Mankind has made mistakes, but with the invention of the micro-scope just look at the things we've discovered about bacteria & using this technology to fix the messes we make. In the past nomads would just move on to different hunting grounds & cavemen would find different caves after overhunting or denuding a forested area for firewood. Nowadays we can't do these things, but voila, we are learning through science that we can avoid being haphazardly destructive to our environment. My hat is off to my fellow practitioners in scientific endeavors in refusing to participate in the "blame game", and instead they roll up their sleeves & go to work fixing these problems.
barakn
3 / 5 (2) Mar 11, 2014
Some pretty amateur mistakes are visible right in the photo.
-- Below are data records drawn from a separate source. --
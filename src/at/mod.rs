//! AT protocol support: command vocabulary, response parsing, and the
//! blocking command/response exchange used outside the listener loop.

pub mod commands;
pub mod executor;
pub mod parser;

pub use commands::*;
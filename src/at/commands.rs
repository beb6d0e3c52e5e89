//! The fixed AT command vocabulary this engine speaks.
//!
//! Commands are written with a trailing `\r` (interactive sends) or `\r\n`
//! (executor exchanges); the SMS body is terminated by a single Ctrl+Z byte.

/// Liveness probe. A responsive modem answers `OK`.
pub const PROBE: &str = "AT";

/// Select text-mode SMS (as opposed to PDU mode).
pub const TEXT_MODE: &str = "AT+CMGF=1";

/// Select the GSM 7-bit character set.
pub const CHARSET_GSM: &str = "AT+CSCS=\"GSM\"";

/// Push new-message notifications to the host immediately (`+CMT:` URCs)
/// instead of storing them on the SIM.
pub const PUSH_NOTIFICATIONS: &str = "AT+CNMI=2,2,0,0,0";

/// SIM status query (`READY`, `SIM PIN`, ...).
pub const SIM_STATUS: &str = "AT+CPIN?";

/// Subscriber-number query.
pub const SUBSCRIBER_NUMBER: &str = "AT+CNUM";

/// Header tag of an incoming-SMS notification; the message body follows on
/// the next line.
pub const SMS_NOTIFICATION_TAG: &str = "+CMT:";

/// Tag of a subscriber-number response line.
pub const SUBSCRIBER_NUMBER_TAG: &str = "+CNUM:";

/// Success marker in command output.
pub const OK: &str = "OK";

/// SIM-ready marker in `AT+CPIN?` output.
pub const SIM_READY: &str = "READY";

/// Ctrl+Z, the end-of-message byte for an SMS body.
pub const END_OF_MESSAGE: u8 = 0x1A;

/// Addressed SMS send. The device answers with a `>` prompt and expects the
/// body next, terminated by [`END_OF_MESSAGE`].
pub fn sms_send(phone: &str) -> String {
    format!("AT+CMGS=\"{phone}\"")
}

/// Initiate a USSD session for `code` with a 15-second network validity
/// period. The reply arrives later as a `+CUSD:` line.
pub fn ussd_initiate(code: &str) -> String {
    format!("AT+CUSD=1,\"{code}\",15")
}

#[cfg(test)]
mod tests {
    use super::*;

    #[test]
    fn test_sms_send_quotes_destination() {
        assert_eq!(sms_send("+84901234567"), "AT+CMGS=\"+84901234567\"");
    }

    #[test]
    fn test_ussd_initiate_carries_validity_period() {
        assert_eq!(ussd_initiate("*101#"), "AT+CUSD=1,\"*101#\",15");
    }
}
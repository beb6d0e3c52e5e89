//! One-shot port diagnostics.
//!
//! Probes open a port exclusively (no session, no listener) and run
//! synchronous exchanges through the command executor, so the drain-style
//! reads here never compete with a listener loop for the same channel.
//! (A port already held by a registry session cannot be probed: the serial
//! device is exclusively owned by that session.)
//!
//! Every failure is captured in the report rather than propagated; scanning
//! an inventory of ports should survive any single port misbehaving.

use serde::Serialize;
use std::io;
use tracing::{debug, info};

use crate::at::{self, executor, parser};
use crate::channel::{ChannelFactory, LineReader, LineWriter};
use crate::config::ProbeConfig;
use crate::discovery::{self, PortInfo};

/// SIM card status as classified from `AT+CPIN?` output.
#[derive(Debug, Clone, Copy, PartialEq, Eq, Serialize)]
#[serde(rename_all = "snake_case")]
pub enum SimStatus {
    Ready,
    NeedPin,
    NeedPuk,
    NotInserted,
    Unknown,
}

impl std::fmt::Display for SimStatus {
    fn fmt(&self, f: &mut std::fmt::Formatter<'_>) -> std::fmt::Result {
        match self {
            SimStatus::Ready => write!(f, "READY"),
            SimStatus::NeedPin => write!(f, "NEED_PIN"),
            SimStatus::NeedPuk => write!(f, "NEED_PUK"),
            SimStatus::NotInserted => write!(f, "NOT_INSERTED"),
            SimStatus::Unknown => write!(f, "UNKNOWN"),
        }
    }
}

/// Classify `AT+CPIN?` output.
pub fn classify_sim_status(response: &str) -> SimStatus {
    if response.contains(at::SIM_READY) {
        SimStatus::Ready
    } else if response.contains("SIM PIN") {
        SimStatus::NeedPin
    } else if response.contains("SIM PUK") {
        SimStatus::NeedPuk
    } else if response.contains("SIM NOT INSERTED") {
        SimStatus::NotInserted
    } else {
        SimStatus::Unknown
    }
}

/// Outcome of probing one port.
#[derive(Debug, Clone, Serialize)]
pub struct PortReport {
    /// Port identifier
    pub port: String,

    /// Description from discovery, when probed via a scan
    pub description: Option<String>,

    /// Did the liveness probe answer `OK`
    pub at_ok: bool,

    /// SIM status, when the modem answered the liveness probe
    pub sim_status: Option<SimStatus>,

    /// Extracted subscriber number
    pub phone_number: Option<String>,

    /// USSD code that produced the number, when USSD was the source
    pub used_ussd: Option<String>,

    /// Raw text of the last query response (last write wins across USSD
    /// attempts, kept for debugging even when extraction failed)
    pub raw_response: Option<String>,

    /// Failure reason, when the probe stopped early
    pub error: Option<String>,
}

impl PortReport {
    fn new(port: &str) -> Self {
        Self {
            port: port.to_string(),
            description: None,
            at_ok: false,
            sim_status: None,
            phone_number: None,
            used_ussd: None,
            raw_response: None,
            error: None,
        }
    }
}

/// Probe one port for a live modem and its subscriber number.
pub async fn probe_port(
    factory: &dyn ChannelFactory,
    port: &str,
    config: &ProbeConfig,
) -> PortReport {
    let mut report = PortReport::new(port);

    let opened = factory
        .open(port, config.baud_rate, config.read_timeout)
        .await;
    let (mut reader, mut writer) = match opened {
        Ok(halves) => halves,
        Err(e) => {
            report.error = Some(format!("open failed: {e}"));
            return report;
        }
    };

    if let Err(e) = run_probe(reader.as_mut(), writer.as_mut(), config, &mut report).await {
        report.error = Some(format!("probe failed: {e}"));
    }
    report
}

async fn run_probe(
    reader: &mut dyn LineReader,
    writer: &mut dyn LineWriter,
    config: &ProbeConfig,
    report: &mut PortReport,
) -> io::Result<()> {
    let response = executor::send_command(reader, writer, at::PROBE, config.at_settle).await?;
    if !response.contains(at::OK) {
        report.error = Some(format!("no OK from {}: {response:?}", at::PROBE));
        return Ok(());
    }
    report.at_ok = true;

    let response = executor::send_command(reader, writer, at::SIM_STATUS, config.at_settle).await?;
    let status = classify_sim_status(&response);
    report.sim_status = Some(status);
    if status != SimStatus::Ready {
        report.error = Some(format!("SIM not ready: {response:?}"));
        return Ok(());
    }

    // ask the modem directly first
    let response =
        executor::send_command(reader, writer, at::SUBSCRIBER_NUMBER, config.cnum_settle).await?;
    if let Some(number) = parser::subscriber_number(&response) {
        debug!(port = %report.port, number = %number, "subscriber number from direct query");
        report.phone_number = Some(number);
        report.raw_response = Some(response);
        return Ok(());
    }

    // fall back to interrogating the network over USSD
    for code in &config.ussd_codes {
        executor::send_command(reader, writer, at::CHARSET_GSM, config.at_settle).await?;
        writer
            .write_all(format!("{}\r\n", at::ussd_initiate(code)).as_bytes())
            .await?;
        let raw = executor::drain_for(reader, config.ussd_window).await?;
        if raw.is_empty() {
            continue;
        }

        report.raw_response = Some(raw.clone());
        if let Some(number) = parser::first_msisdn(&raw) {
            debug!(port = %report.port, number = %number, code = %code, "subscriber number from ussd");
            report.phone_number = Some(number);
            report.used_ussd = Some(code.clone());
            break;
        }
    }

    if report.phone_number.is_none() {
        report.error = Some("no subscriber number in any response".to_string());
    }
    Ok(())
}

/// Probe every port in the host inventory.
pub async fn scan_all(
    factory: &dyn ChannelFactory,
    config: &ProbeConfig,
) -> io::Result<Vec<PortReport>> {
    let ports = discovery::list_ports()?;
    info!(ports = ports.len(), "scanning serial ports");

    let mut reports = Vec::with_capacity(ports.len());
    for PortInfo {
        device,
        description,
    } in ports
    {
        let mut report = probe_port(factory, &device, config).await;
        report.description = description;
        reports.push(report);
    }
    Ok(reports)
}

#[cfg(test)]
mod tests {
    use super::*;
    use crate::channel::mock::MockChannelFactory;
    use std::time::Duration;
    use tokio::io::{AsyncBufReadExt, AsyncWriteExt, BufReader, DuplexStream};

    fn ms(n: u64) -> Duration {
        Duration::from_millis(n)
    }

    fn fast_config() -> ProbeConfig {
        ProbeConfig {
            read_timeout: ms(40),
            at_settle: ms(10),
            cnum_settle: ms(10),
            ussd_window: ms(120),
            ussd_codes: vec!["*101#".to_string()],
            ..ProbeConfig::default()
        }
    }

    /// Script a device: answer each received command line with the paired
    /// response. Lines the script does not know are left unanswered.
    fn script_device(device: DuplexStream, pairs: Vec<(&'static str, &'static str)>) {
        tokio::spawn(async move {
            let mut lines = BufReader::new(device).lines();
            let mut responses: Vec<(String, String)> = pairs
                .into_iter()
                .map(|(c, r)| (c.to_string(), r.to_string()))
                .collect();
            while let Ok(Some(line)) = lines.next_line().await {
                let line = line.trim().to_string();
                if let Some(index) = responses.iter().position(|(c, _)| *c == line) {
                    let (_, response) = responses.remove(index);
                    let device = lines.get_mut().get_mut();
                    let _ = device.write_all(response.as_bytes()).await;
                }
            }
        });
    }

    #[test]
    fn test_classify_sim_status() {
        assert_eq!(classify_sim_status("+CPIN: READY\r\nOK"), SimStatus::Ready);
        assert_eq!(classify_sim_status("+CPIN: SIM PIN"), SimStatus::NeedPin);
        assert_eq!(classify_sim_status("+CPIN: SIM PUK"), SimStatus::NeedPuk);
        assert_eq!(
            classify_sim_status("+CME ERROR: SIM NOT INSERTED"),
            SimStatus::NotInserted
        );
        assert_eq!(classify_sim_status("garbage"), SimStatus::Unknown);
        assert_eq!(classify_sim_status(""), SimStatus::Unknown);
    }

    #[tokio::test]
    async fn test_probe_open_failure_is_reported() {
        let factory = MockChannelFactory::new();
        factory.fail_port("sim0");

        let report = probe_port(&factory, "sim0", &fast_config()).await;
        assert!(!report.at_ok);
        assert!(report.error.as_deref().unwrap().contains("open failed"));
    }

    /// Run a probe against a scripted device and return the report.
    async fn probe_scripted(pairs: Vec<(&'static str, &'static str)>) -> PortReport {
        let factory = std::sync::Arc::new(MockChannelFactory::new());
        let shared = factory.clone();
        let config = fast_config();

        let task =
            tokio::spawn(async move { probe_port(shared.as_ref(), "sim0", &config).await });

        // probe_port opens the channel before its first exchange, so the
        // device end is in the factory after a short pause
        tokio::time::sleep(ms(10)).await;
        let device = factory.take_device("sim0").expect("device not opened");
        script_device(device, pairs);

        task.await.expect("probe task panicked")
    }

    #[tokio::test]
    async fn test_probe_silent_modem_fails_liveness() {
        let report = probe_scripted(vec![]).await;
        assert!(!report.at_ok);
        assert!(report.error.as_deref().unwrap().contains("no OK"));
    }

    #[tokio::test]
    async fn test_probe_number_from_direct_query() {
        let report = probe_scripted(vec![
            ("AT", "OK\r\n"),
            ("AT+CPIN?", "+CPIN: READY\r\nOK\r\n"),
            ("AT+CNUM", "+CNUM: \"\",\"+84901234567\",129,7,4\r\nOK\r\n"),
        ])
        .await;

        assert!(report.at_ok);
        assert_eq!(report.sim_status, Some(SimStatus::Ready));
        assert_eq!(report.phone_number.as_deref(), Some("+84901234567"));
        assert!(report.used_ussd.is_none());
        assert!(report.error.is_none());
    }

    #[tokio::test]
    async fn test_probe_falls_back_to_ussd() {
        let report = probe_scripted(vec![
            ("AT", "OK\r\n"),
            ("AT+CPIN?", "+CPIN: READY\r\nOK\r\n"),
            ("AT+CNUM", "OK\r\n"),
            ("AT+CSCS=\"GSM\"", "OK\r\n"),
            (
                "AT+CUSD=1,\"*101#\",15",
                "+CUSD: 0,\"Goi dang ky 84901234567 thanh cong\",15\r\n",
            ),
        ])
        .await;

        assert!(report.at_ok);
        assert_eq!(report.phone_number.as_deref(), Some("84901234567"));
        assert_eq!(report.used_ussd.as_deref(), Some("*101#"));
        assert!(report
            .raw_response
            .as_deref()
            .unwrap()
            .contains("thanh cong"));
        assert!(report.error.is_none());
    }

    #[tokio::test]
    async fn test_probe_sim_not_ready_stops_early() {
        let report = probe_scripted(vec![
            ("AT", "OK\r\n"),
            ("AT+CPIN?", "+CPIN: SIM PIN\r\n"),
        ])
        .await;

        assert!(report.at_ok);
        assert_eq!(report.sim_status, Some(SimStatus::NeedPin));
        assert!(report.phone_number.is_none());
        assert!(report.error.as_deref().unwrap().contains("SIM not ready"));
    }
}
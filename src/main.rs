use anyhow::Result;
use clap::{Parser, Subcommand};
use std::path::PathBuf;
use tracing::info;

use modemd::channel::SerialChannelFactory;
use modemd::config::Config;
use modemd::discovery;
use modemd::probe::{self, PortReport};
use modemd::server::Server;
use modemd::telemetry::{init_tracing, TracingConfig};

#[derive(Parser, Debug)]
#[command(name = "modemd")]
#[command(author, version, about = "Serial modem fleet manager: SMS and USSD over AT commands")]
struct Args {
    /// Path to config file (defaults apply when omitted)
    #[arg(short, long, value_name = "FILE")]
    config: Option<PathBuf>,

    #[command(subcommand)]
    command: Option<Command>,
}

#[derive(Subcommand, Debug)]
enum Command {
    /// Run the daemon: autoconnect ports and serve the HTTP API
    Serve,

    /// List serial ports visible to the host
    Ports,

    /// Probe ports for a live modem and its subscriber number
    Probe {
        /// Probe a single port instead of the whole inventory
        #[arg(long)]
        port: Option<String>,
    },

    /// Validate the config file and exit
    Validate,
}

#[tokio::main]
async fn main() -> Result<()> {
    let args = Args::parse();

    // Load configuration first (to get log settings)
    let config = match &args.config {
        Some(path) => Config::load(path)?,
        None => Config::default(),
    };

    let tracing_config = TracingConfig {
        service_name: "modemd".to_string(),
        log_level: config.telemetry.log_level.clone(),
        json_logs: config.telemetry.json_logs,
    };
    init_tracing(&tracing_config)?;

    match args.command.unwrap_or(Command::Serve) {
        Command::Serve => {
            info!(version = env!("CARGO_PKG_VERSION"), "starting modemd");
            Server::new(config).run().await
        }
        Command::Validate => {
            info!("configuration is valid");
            Ok(())
        }
        Command::Ports => {
            let ports = discovery::list_ports()?;
            if ports.is_empty() {
                println!("no serial ports found");
            }
            for port in &ports {
                println!(
                    "{}\t{}",
                    port.device,
                    port.description.as_deref().unwrap_or("-")
                );
            }
            Ok(())
        }
        Command::Probe { port } => {
            let factory = SerialChannelFactory;
            let reports = match port {
                Some(port) => vec![probe::probe_port(&factory, &port, &config.probe).await],
                None => probe::scan_all(&factory, &config.probe).await?,
            };
            for report in &reports {
                print_report(report);
            }
            Ok(())
        }
    }
}

fn print_report(report: &PortReport) {
    println!("{}", "-".repeat(50));
    println!(
        "Port:         {} ({})",
        report.port,
        report.description.as_deref().unwrap_or("?")
    );
    println!("AT OK:        {}", report.at_ok);
    if let Some(status) = report.sim_status {
        println!("SIM status:   {status}");
    }
    println!(
        "Phone number: {}",
        report.phone_number.as_deref().unwrap_or("-")
    );
    if let Some(code) = &report.used_ussd {
        println!("USSD used:    {code}");
    }
    if let Some(raw) = &report.raw_response {
        println!("Raw response: {raw:?}");
    }
    if let Some(error) = &report.error {
        println!("Error:        {error}");
    }
}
Somehow bacteria are not capable of transferring between pots that are right next to each other... yeah, right. But even more importantly, the experimenters decided to use different pot colors for the two groups. I guess it's the lazy way of labeling them, but it causes important differences. First, the outsides of the green pots will absorb more sunlight than the white pots, heating the soil up two a higher temperature and driving off moisture. If they didn't compensate for the excess water loss extra water, then the plants in the green pots might have had to close down their stomata more often to prevent water loss, leading to less intake of CO2 and less growth. If they did compensate with extra water that wasn't distilled, more salts would have built up in the green pot soil, which also would have inhibited the plants from pulling moisture from the soil and caused some other biochemical differences.
barakn
3 / 5 (2) Mar 11, 2014
Also the white pots would have bounced a better spectrum of light at their plants, whereas the green pots would have reflected the least useful part of the spectrum directly at their plants, once again leading to higher temperatures, water loss, and stomatal closure. Instead of changing one variable at a time, they've changed several. There's also going to be differences in how the bacteria respond to the different heat and moisture environments. This is bad science, and I hope for their sake the plants in the photo were not incorporated into the experimental results.